5. The environment-friendly amino acid-modified silicone surfactant as claimed in claim 4, wherein the epoxy-terminated polyether-modified silicone compound is obtained by reacting an epoxy-terminated allyl polyether with a hydrogen-containing functional group silicone compound.

6. The environment-friendly amino acid-modified silicone surfactant as claimed in claim 5, wherein the epoxy-terminated allyl polyether has a structural formula of CH₂＝CH₂CH₂[OCH₂(CH₃)CH]_m(OCH₂CH₂)_nOCH₂CHCH₂O, the molecular weight of which is between 600 and 1200.

7. The environment-friendly amino acid-modified silicone surfactant as claimed in claim 5, wherein the hydrogen-functional group-containing organosilicon compound has a structural formula of H- (CH)₃)₂Si-O-[(CH₃)₂Si-O]_P-(CH₃)₂Si-H, p takes an integer between 1 and 13; or the structural formula is (CH)₃)₃Si-O-[(CH₃)₂Si-O]_a-[(CH₃)SiH-O]_b-Si(CH₃)₃A takes a natural number between 0 and 3, and b takes a natural number between 1 and 3.

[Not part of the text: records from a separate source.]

//! Programmable in-memory clients for tests.
//!
//! Each stub holds a queue of canned responses per method and records the
//! arguments it was called with, so tests can script multi-call flows
//! (retry-until-propagated, read-after-update) and assert on what the
//! adapter actually sent.

use super::{
    AwsError, CallerIdentity, ClientRegistry, CreateRole, CreateRuleGroup, IamApi, Outpost,
    OutpostsApi, Role, RuleGroupDetail, RuleGroupSummary, StsApi, UpdateRuleGroup, Wafv2Api,
};
use async_trait::async_trait;
use std::collections::{HashMap, VecDeque};
use std::sync::atomic::{AtomicUsize, Ordering};
use std::sync::{Arc, Mutex};

/// FIFO queue of scripted results plus a consumed-call counter.
pub(crate) struct Responses<T> {
    queue: Mutex<VecDeque<Result<T, AwsError>>>,
    calls: AtomicUsize,
}

impl<T> Default for Responses<T> {
    fn default() -> Self {
        Self {
            queue: Mutex::new(VecDeque::new()),
            calls: AtomicUsize::new(0),
        }
    }
}

impl<T> Responses<T> {
    pub fn push(&self, result: Result<T, AwsError>) {
        self.queue.lock().unwrap().push_back(result);
    }

    pub fn calls(&self) -> usize {
        self.calls.load(Ordering::SeqCst)
    }

    fn take(&self, method: &str) -> Result<T, AwsError> {
        self.calls.fetch_add(1, Ordering::SeqCst);
        self.queue
            .lock()
            .unwrap()
            .pop_front()
            .unwrap_or_else(|| {
                Err(AwsError::Api {
                    code: "StubNotProgrammed".to_string(),
                    message: format!("no scripted response for {}", method),
                })
            })
    }

    /// For fire-and-forget methods where an unscripted call just succeeds.
    fn take_or_ok(&self, _method: &str) -> Result<T, AwsError>
    where
        T: Default,
    {
        self.calls.fetch_add(1, Ordering::SeqCst);
        self.queue
            .lock()
            .unwrap()
            .pop_front()
            .unwrap_or_else(|| Ok(T::default()))
    }
}

#[derive(Default)]
pub(crate) struct StubSts {
    pub identity: Responses<CallerIdentity>,
}

impl StubSts {
    pub fn returning(identity: CallerIdentity) -> Self {
        let stub = Self::default();
        stub.identity.push(Ok(identity));
        stub
    }
}

#[async_trait]
impl StsApi for StubSts {
    async fn get_caller_identity(&self) -> Result<CallerIdentity, AwsError> {
        self.identity.take("get_caller_identity")
    }
}

#[derive(Default)]
pub(crate) struct StubOutposts {
    pub listings: Responses<Vec<Outpost>>,
}

impl StubOutposts {
    pub fn returning(outposts: Vec<Outpost>) -> Self {
        let stub = Self::default();
        stub.listings.push(Ok(outposts));
        stub
    }
}

#[async_trait]
impl OutpostsApi for StubOutposts {
    async fn list_outposts(&self) -> Result<Vec<Outpost>, AwsError> {
        self.listings.take("list_outposts")
    }
}

#[derive(Default)]
pub(crate) struct StubIam {
    pub create_role: Responses<Role>,
    pub get_role: Responses<Role>,
    pub update_role: Responses<()>,
    pub update_assume_role_policy: Responses<()>,
    pub tag_role: Responses<()>,
    pub untag_role: Responses<()>,
    pub delete_role: Responses<()>,
    pub created: Mutex<Vec<CreateRole>>,
    pub role_updates: Mutex<Vec<(Option<String>, Option<i32>)>>,
    pub updated_policies: Mutex<Vec<String>>,
    pub tagged: Mutex<Vec<HashMap<String, String>>>,
    pub untagged: Mutex<Vec<Vec<String>>>,
}

#[async_trait]
impl IamApi for StubIam {
    async fn create_role(&self, input: CreateRole) -> Result<Role, AwsError> {
        self.created.lock().unwrap().push(input);
        self.create_role.take("create_role")
    }

    async fn get_role(&self, _name: &str) -> Result<Role, AwsError> {
        self.get_role.take("get_role")
    }

    async fn update_role(
        &self,
        _name: &str,
        description: Option<String>,
        max_session_duration: Option<i32>,
    ) -> Result<(), AwsError> {
        self.role_updates
            .lock()
            .unwrap()
            .push((description, max_session_duration));
        self.update_role.take_or_ok("update_role")
    }

    async fn update_assume_role_policy(&self, _name: &str, policy: &str) -> Result<(), AwsError> {
        self.updated_policies.lock().unwrap().push(policy.to_string());
        self.update_assume_role_policy
            .take_or_ok("update_assume_role_policy")
    }

    async fn tag_role(&self, _name: &str, tags: &HashMap<String, String>) -> Result<(), AwsError> {
        self.tagged.lock().unwrap().push(tags.clone());
        self.tag_role.take_or_ok("tag_role")
    }

    async fn untag_role(&self, _name: &str, keys: &[String]) -> Result<(), AwsError> {
        self.untagged.lock().unwrap().push(keys.to_vec());
        self.untag_role.take_or_ok("untag_role")
    }

    async fn delete_role(&self, _name: &str) -> Result<(), AwsError> {
        self.delete_role.take_or_ok("delete_role")
    }
}

#[derive(Default)]
pub(crate) struct StubWafv2 {
    pub create_rule_group: Responses<RuleGroupSummary>,
    pub get_rule_group: Responses<RuleGroupDetail>,
    pub update_rule_group: Responses<String>,
    pub delete_rule_group: Responses<()>,
    pub created: Mutex<Vec<CreateRuleGroup>>,
    pub updated: Mutex<Vec<UpdateRuleGroup>>,
    pub deleted_lock_tokens: Mutex<Vec<String>>,
}

#[async_trait]
impl Wafv2Api for StubWafv2 {
    async fn create_rule_group(
        &self,
        input: CreateRuleGroup,
    ) -> Result<RuleGroupSummary, AwsError> {
        self.created.lock().unwrap().push(input);
        self.create_rule_group.take("create_rule_group")
    }

    async fn get_rule_group(
        &self,
        _name: &str,
        _scope: &str,
        _id: &str,
    ) -> Result<RuleGroupDetail, AwsError> {
        self.get_rule_group.take("get_rule_group")
    }

    async fn update_rule_group(&self, input: UpdateRuleGroup) -> Result<String, AwsError> {
        self.updated.lock().unwrap().push(input);
        self.update_rule_group.take("update_rule_group")
    }

    async fn delete_rule_group(
        &self,
        _name: &str,
        _scope: &str,
        _id: &str,
        lock_token: &str,
    ) -> Result<(), AwsError> {
        self.deleted_lock_tokens
            .lock()
            .unwrap()
            .push(lock_token.to_string());
        self.delete_rule_group.take_or_ok("delete_rule_group")
    }
}

/// Registry wired to fresh, unscripted stubs. Tests swap in programmed
/// stubs for the services they drive.
pub(crate) fn stub_registry() -> ClientRegistry {
    ClientRegistry {
        sts: Arc::new(StubSts::default()),
        iam: Arc::new(StubIam::default()),
        outposts: Arc::new(StubOutposts::default()),
        wafv2: Arc::new(StubWafv2::default()),
    }
}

8. The environment-friendly amino acid-modified silicone surfactant of claim 7, wherein the hydrogen-functional organosilicon compound is 1,1,1,3,5,5, 5-heptamethyltrisiloxane.

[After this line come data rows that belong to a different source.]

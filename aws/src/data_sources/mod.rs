pub mod caller_identity;
pub mod outpost;
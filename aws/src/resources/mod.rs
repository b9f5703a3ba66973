pub mod iam_role;
pub mod wafv2;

9. The preparation method of the environment-friendly amino acid modified organosilicon surfactant is characterized by comprising the following steps:

(1) epoxy-terminated allyl polyether and an organic silicon compound containing a hydrogen functional group are subjected to a heating reaction under the presence of a catalyst to obtain an epoxy-terminated polyether modified organic silicon compound;

(2) preparing an aqueous solution of an amino acid monomer or an amino acid sodium salt or an amino acid potassium salt;

(3) dissolving the epoxy-terminated polyether modified organic silicon compound obtained in the step (1) in water to prepare an epoxy-terminated polyether modified organic silicon compound aqueous solution, and heating and reacting the epoxy-terminated polyether modified organic silicon compound aqueous solution with the amino acid monomer or amino acid sodium salt or amino acid potassium salt aqueous solution obtained in the step (2) in a nitrogen environment to obtain an amino acid modified organic silicon surfactant aqueous solution;

(4) and (4) drying or concentrating the amino acid modified organic silicon surfactant aqueous solution obtained in the step (3) to obtain the environment-friendly amino acid modified organic silicon surfactant.

10. The method for preparing environment-friendly amino acid modified silicone surfactant as recited in claim 9 wherein in step (1) the reaction temperature is 120-160 ℃ and the reaction time is 0.5-3 hours; the catalyst is Karstedt (Karstedt) catalyst, Speier catalyst and platinum complex; in the step (3), the reaction temperature is 30-80 ℃, and the reaction time is 2-10 hours.